■ Task directions
List all the lines in these records that hold "after".

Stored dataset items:
//! # opflow HTTP/1.1 server
//!
//! One reactor thread for all socket I/O, a fixed worker pool for the
//! CPU-bound handlers, and an operation pipeline per connection:
//!
//! read request → hop to pool → handle → recover errors → write → close
//!
//! No keep-alive: the connection closes after each response.
//!
//! ## Usage
//!
//!     OPFLOW_PORT=8080 OPFLOW_POOL_THREADS=8 opflow-httpd
//!
//! SIGTERM or SIGINT stops the reactor; pending operations are
//! cancelled and the pool drains before exit. Build with
//! `--features imgproc` to enable the `/transform/*` routes.

mod routes;
mod server;
mod stop;
#[cfg(feature = "imgproc")]
mod transform;

use opflow_core::{oerror, oinfo};
use server::{Server, ServerConfig};

fn main() {
    let cfg = ServerConfig::from_env();
    let server = match Server::bind(&cfg) {
        Ok(server) => server,
        Err(err) => {
            oerror!("opflow-httpd: startup failed: {}", err);
            std::process::exit(1);
        }
    };

    stop::install(&server.shared());
    oinfo!(
        "opflow-httpd: listening on port {} with {} pool workers",
        cfg.port,
        cfg.pool_threads
    );

    let completed = server.run();
    oinfo!("opflow-httpd: stopped after {} completed operations", completed);
}
//! Leaf senders that complete immediately

use crate::error::OpError;
use crate::op::{Receiver, Sender};
use std::marker::PhantomData;

/// Sender that value-completes with the given payload
pub struct Just<T> {
    value: T,
}

/// Create a sender that immediately value-completes
pub fn just<T: Send + 'static>(value: T) -> Just<T> {
    Just { value }
}

impl<T: Send + 'static> Sender for Just<T> {
    type Value = T;

    fn start<R>(self, recv: R)
    where
        R: Receiver<Value = T>,
    {
        recv.set_value(self.value);
    }
}

/// Sender that error-completes with the given error
pub struct JustError<T> {
    error: OpError,
    _marker: PhantomData<fn() -> T>,
}

/// Create a sender that immediately error-completes
pub fn just_error<T: Send + 'static>(error: OpError) -> JustError<T> {
    JustError {
        error,
        _marker: PhantomData,
    }
}

impl<T: Send + 'static> Sender for JustError<T> {
    type Value = T;

    fn start<R>(self, recv: R)
    where
        R: Receiver<Value = T>,
    {
        recv.set_error(self.error);
    }
}

/// Sender that completes stopped
pub struct JustStopped<T> {
    _marker: PhantomData<fn() -> T>,
}

/// Create a sender that immediately completes stopped
pub fn just_stopped<T: Send + 'static>() -> JustStopped<T> {
    JustStopped {
        _marker: PhantomData,
    }
}

impl<T: Send + 'static> Sender for JustStopped<T> {
    type Value = T;

    fn start<R>(self, recv: R)
    where
        R: Receiver<Value = T>,
    {
        recv.set_stopped();
    }
}
//! I/O context: one reactor plus its scheduler

use crate::reactor::{Reactor, ReactorShared};
use opflow_core::error::OpResult;
use opflow_core::op::OpState;
use opflow_core::sched::Scheduler;
use std::sync::Arc;

/// Owner of one reactor
///
/// `run` drives the loop on the calling thread; the scheduler hands
/// continuations to that thread from anywhere.
pub struct IoContext {
    reactor: Reactor,
}

impl IoContext {
    pub fn new() -> OpResult<IoContext> {
        Ok(IoContext {
            reactor: Reactor::new()?,
        })
    }

    /// Run the loop on the current thread until `stop`; returns the
    /// number of completed operations
    pub fn run(&mut self) -> usize {
        self.reactor.run()
    }

    /// At most one unit of progress; false when nothing is runnable
    pub fn run_one(&mut self) -> bool {
        self.reactor.run_one()
    }

    pub fn stop(&self) {
        self.reactor.stop();
    }

    /// Submission handle, shareable across threads
    pub fn shared(&self) -> Arc<ReactorShared> {
        self.reactor.shared()
    }

    /// Scheduler whose continuations run on the reactor thread
    pub fn scheduler(&self) -> IoScheduler {
        IoScheduler {
            shared: self.reactor.shared(),
        }
    }
}

/// Scheduler handle onto an [`IoContext`]
#[derive(Clone)]
pub struct IoScheduler {
    shared: Arc<ReactorShared>,
}

impl Scheduler for IoScheduler {
    fn submit(&self, op: Box<dyn OpState>) {
        self.shared.submit_inline(op);
    }
}

#[cfg(test)]
mod tests {
    use super::*;
    use opflow_core::adapt::{sync_wait, then, transfer_just};
    use std::thread;

    #[test]
    fn test_scheduler_hops_to_reactor_thread() {
        let mut ctx = IoContext::new().unwrap();
        let sched = ctx.scheduler();
        let shared = ctx.shared();
        let handle = thread::Builder::new()
            .name("io-context-test".into())
            .spawn(move || ctx.run())
            .unwrap();

        let name = sync_wait(then(transfer_just(sched, ()), |_| {
            thread::current().name().unwrap_or("").to_string()
        }))
        .unwrap()
        .unwrap();
        assert_eq!(name, "io-context-test");

        shared.stop();
        assert!(handle.join().unwrap() >= 1);
    }
}
//! Path dispatch
//!
//! `/echo` answers unconditionally; `/transform/...` is live when the
//! binary is built with the `imgproc` feature; everything else is 404.
//! Handler failures become the error channel and surface as 500 one
//! level up in the pipeline.

use crate::server::ServerEnv;
use opflow_core::adapt::{box_sender, BoxSender};
use opflow_core::{just, odebug};
use opflow_http::{parse_uri, Request, Response, Status};
use std::sync::Arc;

enum Route {
    Echo,
    NotFound,
    #[cfg(feature = "imgproc")]
    Transform(crate::transform::Kind, crate::transform::Params),
}

fn resolve(uri: &str) -> Route {
    let parsed = parse_uri(uri);
    if parsed.path == "/echo" {
        return Route::Echo;
    }
    if let Some(name) = parsed.path.strip_prefix("/transform/") {
        #[cfg(feature = "imgproc")]
        if let Some(kind) = crate::transform::Kind::from_name(name) {
            return Route::Transform(kind, crate::transform::Params::from_uri(&parsed));
        }
        #[cfg(not(feature = "imgproc"))]
        let _ = name;
    }
    Route::NotFound
}

/// Build the handler pipeline for one parsed request
#[cfg_attr(not(feature = "imgproc"), allow(unused_variables))]
pub fn route_request(env: &Arc<ServerEnv>, req: Request) -> BoxSender<Response> {
    odebug!("{} {} HTTP/1.1", req.method.as_str(), req.uri);
    match resolve(&req.uri) {
        Route::Echo => box_sender(just(echo_response(req))),
        Route::NotFound => box_sender(just(Response::empty(Status::NotFound))),
        #[cfg(feature = "imgproc")]
        Route::Transform(kind, params) => crate::transform::handle(env, req, kind, params),
    }
}

/// 200 with the request body mirrored back
fn echo_response(req: Request) -> Response {
    Response::with_body(Status::Ok, "text/plain", req.body)
}

#[cfg(test)]
mod tests {
    use super::*;
    use opflow_core::adapt::sync_wait;
    use opflow_http::Method;
    use opflow_io::IoContext;
    use opflow_pool::WorkerPool;

    fn test_env() -> Arc<ServerEnv> {
        let ctx = IoContext::new().unwrap();
        let pool = WorkerPool::new(1);
        let env = Arc::new(ServerEnv {
            reactor: ctx.shared(),
            pool: pool.scheduler(),
            listener: Arc::new(opflow_io::ListeningSocket::bind(0).unwrap()),
        });
        // Keep the pool alive for the duration of the test process.
        std::mem::forget(pool);
        std::mem::forget(ctx);
        env
    }

    fn request(uri: &str, body: &[u8]) -> Request {
        Request {
            method: Method::Get,
            uri: uri.to_string(),
            headers: Vec::new(),
            body: body.to_vec(),
        }
    }

    #[test]
    fn test_unknown_path_404() {
        let env = test_env();
        let resp = sync_wait(route_request(&env, request("/nope", b"")))
            .unwrap()
            .unwrap();
        assert_eq!(resp.status, Status::NotFound);
        assert!(resp.body.is_empty());
    }

    #[test]
    fn test_echo_mirrors_body() {
        let env = test_env();
        let resp = sync_wait(route_request(&env, request("/echo", b"payload")))
            .unwrap()
            .unwrap();
        assert_eq!(resp.status, Status::Ok);
        assert_eq!(resp.body, b"payload");
        assert_eq!(resp.headers[0].value, "text/plain");
    }

    #[cfg(not(feature = "imgproc"))]
    #[test]
    fn test_transform_without_imgproc_404() {
        let env = test_env();
        let resp = sync_wait(route_request(&env, request("/transform/blur?size=3", b"")))
            .unwrap()
            .unwrap();
        assert_eq!(resp.status, Status::NotFound);
    }
}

■ Response
//! No keep-alive: the connection closes after each response.
    oinfo!("opflow-httpd: stopped after {} completed operations", completed);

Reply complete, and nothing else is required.